Nitrates in vegetables
For decades there has been a discussion about the health risk that nitrate poses for people who consume vegetables. In the past 5-10 years, however, more and more articles have appeared that claim nitrate intake from vegetables is healthy. Nitrate has been shown to have an antimicrobial activity and to enable the body to produce nitric oxide which is believed to play an important physiological role in vascoregulation. That would be beneficial for cardiovascular patients or athletes wanting to enhance their performance.
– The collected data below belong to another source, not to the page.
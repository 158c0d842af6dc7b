//! The cryptography of the protocol: symmetric PAKE over the channel, HKDF
//! sub-key derivation, and the secretbox sealing the payload.

use crypto_secretbox as secretbox;
use crypto_secretbox::aead::{Aead, AeadCore, KeyInit, OsRng};
use hkdf::Hkdf;
use sha2::Sha256;
use spake2::{Ed25519Group, Identity, Password, Spake2};

use super::{AppID, WormholeError};

pub const KEY_SIZE: usize = 32;
pub const NONCE_SIZE: usize = 24;

/// The 32-byte key both sides agree on; everything else is derived from it.
pub type SessionKey = secretbox::Key;

/// Begin the symmetric PAKE: the full code is the password, the app id the
/// domain separator. Returns the in-progress state and the message to post
/// under the `pake` phase.
pub fn start_pake(code: &str, appid: &AppID) -> (Spake2<Ed25519Group>, Vec<u8>) {
    Spake2::<Ed25519Group>::start_symmetric(
        &Password::new(code.as_bytes()),
        &Identity::new(appid.as_ref().as_bytes()),
    )
}

/// Feed the peer's `pake` message into our state and produce the session key.
pub fn finish_pake(
    state: Spake2<Ed25519Group>,
    peer_msg: &[u8],
) -> Result<SessionKey, WormholeError> {
    let key = state
        .finish(peer_msg)
        .map_err(|_| WormholeError::PakeFailed)?;
    ensure!(key.len() == KEY_SIZE, WormholeError::PakeFailed);
    Ok(SessionKey::clone_from_slice(&key))
}

/// HKDF-SHA256 expansion of the session key for one purpose.
pub fn derive_key(
    key: &SessionKey,
    purpose: &[u8],
    length: usize,
) -> Result<Vec<u8>, WormholeError> {
    let hk = Hkdf::<Sha256>::new(None, key.as_slice());
    let mut derived = vec![0; length];
    hk.expand(purpose, &mut derived)
        .map_err(|_| WormholeError::Usage("derived key length out of range"))?;
    Ok(derived)
}

/// The verifier both sides compare out-of-band: bound to the app id so
/// different applications never produce comparable values.
pub fn derive_verifier(key: &SessionKey, appid: &AppID) -> Result<Vec<u8>, WormholeError> {
    let mut purpose = appid.as_ref().as_bytes().to_vec();
    purpose.extend_from_slice(b":Verifier");
    derive_key(key, &purpose, KEY_SIZE)
}

fn encrypt_data_with_nonce(
    key: &[u8],
    plaintext: &[u8],
    noncebuf: &[u8],
) -> Result<Vec<u8>, WormholeError> {
    let cipher = secretbox::XSalsa20Poly1305::new(secretbox::Key::from_slice(key));
    let ciphertext = cipher
        .encrypt(secretbox::Nonce::from_slice(noncebuf), plaintext)
        .map_err(|_| WormholeError::Crypto)?;
    let mut nonce_and_ciphertext = noncebuf.to_vec();
    nonce_and_ciphertext.extend(ciphertext);
    Ok(nonce_and_ciphertext)
}

/// Seal `plaintext` under a random 24-byte nonce; the nonce is prepended to
/// the authenticated ciphertext.
pub fn encrypt_data(key: &[u8], plaintext: &[u8]) -> Result<Vec<u8>, WormholeError> {
    ensure!(
        key.len() == KEY_SIZE,
        WormholeError::Usage("encryption key must be 32 bytes")
    );
    let noncebuf = secretbox::XSalsa20Poly1305::generate_nonce(&mut OsRng);
    encrypt_data_with_nonce(key, plaintext, &noncebuf)
}

/// Open a nonce-prefixed secretbox. `None` means the ciphertext did not
/// authenticate under `key`, which the session surfaces as a wrong password.
pub fn decrypt_data(key: &[u8], encrypted: &[u8]) -> Option<Vec<u8>> {
    if key.len() != KEY_SIZE || encrypted.len() < NONCE_SIZE {
        return None;
    }
    let (noncebuf, ciphertext) = encrypted.split_at(NONCE_SIZE);
    let cipher = secretbox::XSalsa20Poly1305::new(secretbox::Key::from_slice(key));
    cipher
        .decrypt(secretbox::Nonce::from_slice(noncebuf), ciphertext)
        .ok()
}

#[cfg(test)]
mod test {
    use super::*;

    fn session_key(bytes: &[u8]) -> SessionKey {
        let mut padded = [0; KEY_SIZE];
        padded[..bytes.len()].copy_from_slice(bytes);
        SessionKey::clone_from_slice(&padded)
    }

    #[test]
    fn test_derive_key() {
        let main = SessionKey::clone_from_slice(
            &hex::decode("588ba9eef353778b074413a0140205d90d7479e36e0dd4ee35bb729d26131ef1")
                .unwrap(),
        );
        let dk1 = derive_key(&main, b"purpose1", 32).unwrap();
        assert_eq!(
            hex::encode(dk1),
            "835b5df80ce9ca46908e8524fb308649122cfbcefbeaa7e65061c6ef08ee1b2a"
        );

        let dk2 = derive_key(&main, b"purpose2", 10).unwrap();
        assert_eq!(hex::encode(dk2), "f2238e84315b47eb6279");
    }

    #[test]
    fn test_derive_key_too_long() {
        let main = session_key(b"key");
        // HKDF-SHA256 caps expansion at 255 blocks
        assert!(derive_key(&main, b"purpose", 255 * 32 + 1).is_err());
    }

    #[test]
    fn test_verifier_depends_on_appid() {
        let main = session_key(b"key");
        let v1 = derive_verifier(&main, &AppID::new("app1")).unwrap();
        let v2 = derive_verifier(&main, &AppID::new("app2")).unwrap();
        assert_eq!(v1.len(), KEY_SIZE);
        assert_ne!(v1, v2);
    }

    #[test]
    fn test_encrypt_data() {
        let k = hex::decode("ddc543ef8e4629a603d39dd0307a51bb1e7adb9cb259f6b085c91d0842a18679")
            .unwrap();
        let plaintext = hex::decode("edc089a518219ec1cee184e89d2d37af").unwrap();
        assert_eq!(plaintext.len(), 16);
        let nonce = hex::decode("2d5e43eb465aa42e750f991e425bee485f06abad7e04af80").unwrap();
        assert_eq!(nonce.len(), NONCE_SIZE);
        let msg = encrypt_data_with_nonce(&k, &plaintext, &nonce).unwrap();
        assert_eq!(
            hex::encode(msg),
            "2d5e43eb465aa42e750f991e425bee485f06abad7e04af80fe318e39d0e4ce932d2b54b300c56d2cda55ee5f0488d63eb1d5f76f7919a49a"
        );
    }

    #[test]
    fn test_decrypt_data() {
        let k = hex::decode("ddc543ef8e4629a603d39dd0307a51bb1e7adb9cb259f6b085c91d0842a18679")
            .unwrap();
        let encrypted = hex::decode(
            "2d5e43eb465aa42e750f991e425bee485f06abad7e04af80fe318e39d0e4ce932d2b54b300c56d2cda55ee5f0488d63eb1d5f76f7919a49a",
        )
        .unwrap();
        match decrypt_data(&k, &encrypted) {
            Some(plaintext) => {
                assert_eq!(hex::encode(plaintext), "edc089a518219ec1cee184e89d2d37af");
            },
            None => {
                panic!("failed to decrypt");
            },
        };
    }

    #[test]
    fn test_encrypt_data_decrypt_data_roundtrip() {
        let main = session_key(b"key");
        let data_key = derive_key(&main, b"data-key", KEY_SIZE).unwrap();
        let plaintext = b"hello world";

        let encrypted = encrypt_data(&data_key, plaintext).unwrap();
        let decrypted = decrypt_data(&data_key, &encrypted).unwrap();
        assert_eq!(plaintext.to_vec(), decrypted);
    }

    #[test]
    fn test_decrypt_data_rejects_tampering() {
        let main = session_key(b"key");
        let data_key = derive_key(&main, b"data-key", KEY_SIZE).unwrap();
        let mut encrypted = encrypt_data(&data_key, b"hello world").unwrap();
        let last = encrypted.len() - 1;
        encrypted[last] ^= 0x01;
        assert_eq!(decrypt_data(&data_key, &encrypted), None);

        // truncated below the nonce length
        assert_eq!(decrypt_data(&data_key, &encrypted[..NONCE_SIZE - 1]), None);
    }
}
The Dutch food authorities have recently changed their advice on spinach and high nitrate vegetables and removed their limitation of the daily intake in grams. This is probably due to recent research showing that in general people who eat more vegetables per day are more likely to remain healthy.
Nitrates in fertilizers
Nitrate that is naturally present in food may be viewed more positively, but there is still one aspect of nitrate that remains a concern – the increasing nitrate levels in vegetables and environment due to the misuse of nitrate fertilizers. Nitrates are necessary elements for plant growth, but the more light a crop receives the less nitrates will be stored in the plant’s leaves. Crops grown in the field or in greenhouses receive the same nitrate fertilizer every day, but they receive different levels of light on cloudy days and sunny days, and in winter versus summer. On sunny days there is enough sunlight for the plant to process the fertilizer, but on cloudy days the nitrate cannot be processed and will instead be stored into the plant’s leaves.
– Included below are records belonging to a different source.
impl Wormhole {
    /// Create a new session talking to the relay at `relay_url`.
    ///
    /// Only wormholes created with the same `appid` can find each other.
    pub fn new(appid: AppID, relay_url: &str) -> Result<Self, WormholeError> {
        Self::with_side(appid, relay_url, MySide::generate())
    }

    fn with_side(appid: AppID, relay_url: &str, side: MySide) -> Result<Self, WormholeError> {
        ensure!(
            !appid.as_ref().contains('/'),
            WormholeError::Usage("app id must not contain '/'")
        );
        let mut relay = Url::parse(relay_url)?;
        if !relay.path().ends_with('/') {
            let path = format!("{}/", relay.path());
            relay.set_path(&path);
        }
        let manager = ChannelManager::new(relay.clone(), appid.clone(), side.clone())?;
        Ok(Wormhole {
            appid,
            relay,
            side,
            manager,
            wordlist: Box::new(Wordlist::default()),
            code: None,
            channel: None,
            pake: None,
            msg1: None,
            key: None,
            verifier: None,
            started_code: false,
            sent_data: false,
            got_data: false,
            closed: false,
        })
    }

    /// Replace the default word list used by [`Wormhole::get_code`].
    pub fn set_wordlist(&mut self, wordlist: Box<dyn CodeWords + Send + Sync>) {
        self.wordlist = wordlist;
    }

    /// The code this session is bound to, once one has been set.
    pub fn code(&self) -> Option<&Code> {
        self.code.as_ref()
    }

    /// Allocate a fresh channel on the relay and mint a code for it.
    ///
    /// `length` is the number of words appended after the channel id.
    /// May only be called once, and not after [`Wormhole::set_code`].
    pub async fn get_code(&mut self, length: usize) -> Result<Code, WormholeError> {
        ensure!(
            self.code.is_none(),
            WormholeError::Usage("a code has already been set")
        );
        ensure!(
            !self.started_code,
            WormholeError::Usage("get_code may only be called once")
        );
        self.started_code = true;
        let channel_id = self.manager.allocate().await?;
        let code = Code(format!(
            "{}-{}",
            channel_id,
            self.wordlist.suffix(channel_id, length)
        ));
        self.accept_code(code.clone(), channel_id)?;
        Ok(code)
    }

    /// Accept a code transcribed from the peer.
    ///
    /// Validates the `NN-` form and connects to the channel it names, without
    /// any network traffic yet.
    pub fn set_code(&mut self, code: &str) -> Result<(), WormholeError> {
        ensure!(
            self.code.is_none(),
            WormholeError::Usage("a code has already been set")
        );
        ensure!(
            !self.started_code,
            WormholeError::Usage("get_code has already been called")
        );
        let (code, channel_id) = parse_code(code)?;
        self.accept_code(code, channel_id)
    }

    fn accept_code(&mut self, code: Code, channel_id: u32) -> Result<(), WormholeError> {
        let (pake, msg1) = key::start_pake(code.as_ref(), &self.appid);
        self.channel = Some(self.manager.connect(channel_id)?);
        self.pake = Some(pake);
        self.msg1 = Some(msg1);
        self.code = Some(code);
        Ok(())
    }

    /// Run the PAKE exchange if it has not happened yet and return the
    /// session key. Idempotent; a transport failure leaves the session
    /// retryable.
    async fn agree_key(&mut self) -> Result<key::SessionKey, WormholeError> {
        if let Some(key) = &self.key {
            return Ok(key.clone());
        }
        let channel = self
            .channel
            .as_mut()
            .ok_or(WormholeError::Usage("no code has been set"))?;
        let msg1 = self
            .msg1
            .clone()
            .ok_or(WormholeError::Usage("no code has been set"))?;
        channel.send(Phase::PAKE, &msg1).await?;
        let peer_pake = channel.get(&Phase::PAKE).await?;
        let pake = self
            .pake
            .take()
            .ok_or(WormholeError::Usage("key exchange already finished"))?;
        let session_key = key::finish_pake(pake, &peer_pake)?;
        self.verifier = Some(key::derive_verifier(&session_key, &self.appid)?);
        self.key = Some(session_key.clone());
        self.msg1 = None;
        tracing::debug!("session key established");
        Ok(session_key)
    }

    /// A 32-byte value both sides can compare out-of-band to confirm they
    /// share the session key without revealing it.
    ///
    /// Drives the key agreement if it has not completed yet.
    pub async fn get_verifier(&mut self) -> Result<Vec<u8>, WormholeError> {
        ensure!(
            self.code.is_some(),
            WormholeError::Usage("get_verifier requires a code")
        );
        self.agree_key().await?;
        self.verifier.clone().ok_or(WormholeError::PakeFailed)
    }

    /// Derive a sub-key from the session key for an application-chosen
    /// purpose. Requires the key agreement to have completed.
    pub fn derive_key(&self, purpose: &[u8], length: usize) -> Result<Vec<u8>, WormholeError> {
        let key = self
            .key
            .as_ref()
            .ok_or(WormholeError::Usage("derive_key requires the session key"))?;
        key::derive_key(key, purpose, length)
    }

    /// Encrypt `plaintext` under the shared data key and post it to the peer.
    /// May only be called once.
    pub async fn send_data(&mut self, plaintext: &[u8]) -> Result<(), WormholeError> {
        ensure!(
            !self.sent_data,
            WormholeError::Usage("send_data may only be called once")
        );
        ensure!(
            self.code.is_some(),
            WormholeError::Usage("send_data requires a code")
        );
        let key = self.agree_key().await?;
        // Without predefined roles we cannot derive per-side keys, so both
        // directions use the same data key. Random nonces keep the messages
        // distinct, and the channel filters out reflections.
        let data_key = key::derive_key(&key, b"data-key", key::KEY_SIZE)?;
        let encrypted = key::encrypt_data(&data_key, plaintext)?;
        let channel = self
            .channel
            .as_mut()
            .ok_or(WormholeError::Usage("no code has been set"))?;
        channel.send(Phase::DATA, &encrypted).await?;
        self.sent_data = true;
        Ok(())
    }

    /// Wait for the peer's payload and decrypt it. May only be called once.
    ///
    /// Fails with [`WormholeError::WrongPassword`] when the payload does not
    /// authenticate under the shared data key, which is what happens when the
    /// two sides typed different codes.
    pub async fn get_data(&mut self) -> Result<Vec<u8>, WormholeError> {
        ensure!(
            !self.got_data,
            WormholeError::Usage("get_data may only be called once")
        );
        ensure!(
            self.code.is_some(),
            WormholeError::Usage("get_data requires a code")
        );
        let key = self.agree_key().await?;
        let data_key = key::derive_key(&key, b"data-key", key::KEY_SIZE)?;
        let channel = self
            .channel
            .as_mut()
            .ok_or(WormholeError::Usage("no code has been set"))?;
        let encrypted = channel.get(&Phase::DATA).await?;
        let plaintext =
            key::decrypt_data(&data_key, &encrypted).ok_or(WormholeError::WrongPassword)?;
        self.got_data = true;
        Ok(plaintext)
    }

    /// Snapshot the session as a JSON string.
    ///
    /// Only permitted after the code is set and before any keyed operation:
    /// past that point the session holds live key material that deliberately
    /// never leaves the process.
    pub fn serialize(&self) -> Result<String, WormholeError> {
        ensure!(
            self.code.is_some(),
            WormholeError::Usage("serialize requires a code")
        );
        ensure!(
            self.key.is_none() && !self.sent_data && !self.got_data,
            WormholeError::Usage("serialize is only permitted before key agreement")
        );
        let state = SerializedState {
            app_id: self.appid.to_string(),
            relay: self.relay.to_string(),
            code: self
                .code
                .as_ref()
                .map(|code| code.to_string())
                .unwrap_or_default(),
            side: self.side.to_string(),
        };
        Ok(serde_json::to_string(&state)?)
    }

    /// Rehydrate a session snapshotted with [`Wormhole::serialize`].
    pub fn from_serialized(data: &str) -> Result<Self, WormholeError> {
        let state: SerializedState = serde_json::from_str(data)?;
        let mut wormhole =
            Self::with_side(AppID::from(state.app_id), &state.relay, MySide(state.side))?;
        wormhole.set_code(&state.code)?;
        Ok(wormhole)
    }

    /// Release our claim on the channel. Best-effort: failures are swallowed,
    /// the relay expires abandoned channels on its own.
    pub async fn close(&mut self) {
        if self.closed {
            return;
        }
        if let Some(channel) = self.channel.as_mut() {
            channel.deallocate().await;
        }
        self.closed = true;
    }
}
In the field or greenhouse, it is hard to apply the ideal combination of fertilizer and light because you cannot control the weather. In a vertical farm or city farm like Philips Lighting’s GrowWise Center, however, our high precision irrigation system delivers the ideal combination of nutrition and our LED grow lights apply the optimal amount of photosynthetic light that will avoid the plant from taking up excess nitrate.
Controlling nitrates in a city farm
Researchers at Philips Lighting have also been looking at how to use LED grow lights to further control nitrate levels in indoor grown vegetables. A study carried out by Philips Lighting Research, HAS School for Agriculture and Wageningen University aimed to decrease nitrate levels in leafy greens. The results showed that LED grow light recipes can significantly reduce nitrate levels of vegetables grown in a city farm.
In the research trial, a specific pre-harvest LED lighting strategy was used a few days before harvest to deplete the nitrate accumulated in the leaves during the growth period. The photoperiod was increased by up to 24 hours/day and could also be combined with a change in the light spectrum depending on the crop. Together with an appropriate irrigation strategy and climate settings for optimal plant growth, the nitrates were significantly reduced using this recipe. The strategy was applied to various types of lettuces, spinach and rocket cultivars. Most trials were done in our GrowWise Research Center but we also did a comparative test with leafy greens grown in a greenhouse. Read our blog on “How different growing environments can influence nitrate levels in leafy greens” for more about this topic.
The results of this research are very promising because it shows that LED light recipes can open new opportunities for growers in city farms. They have more flexibility in producing leafy greens that are tailored to their consumers and local requirements.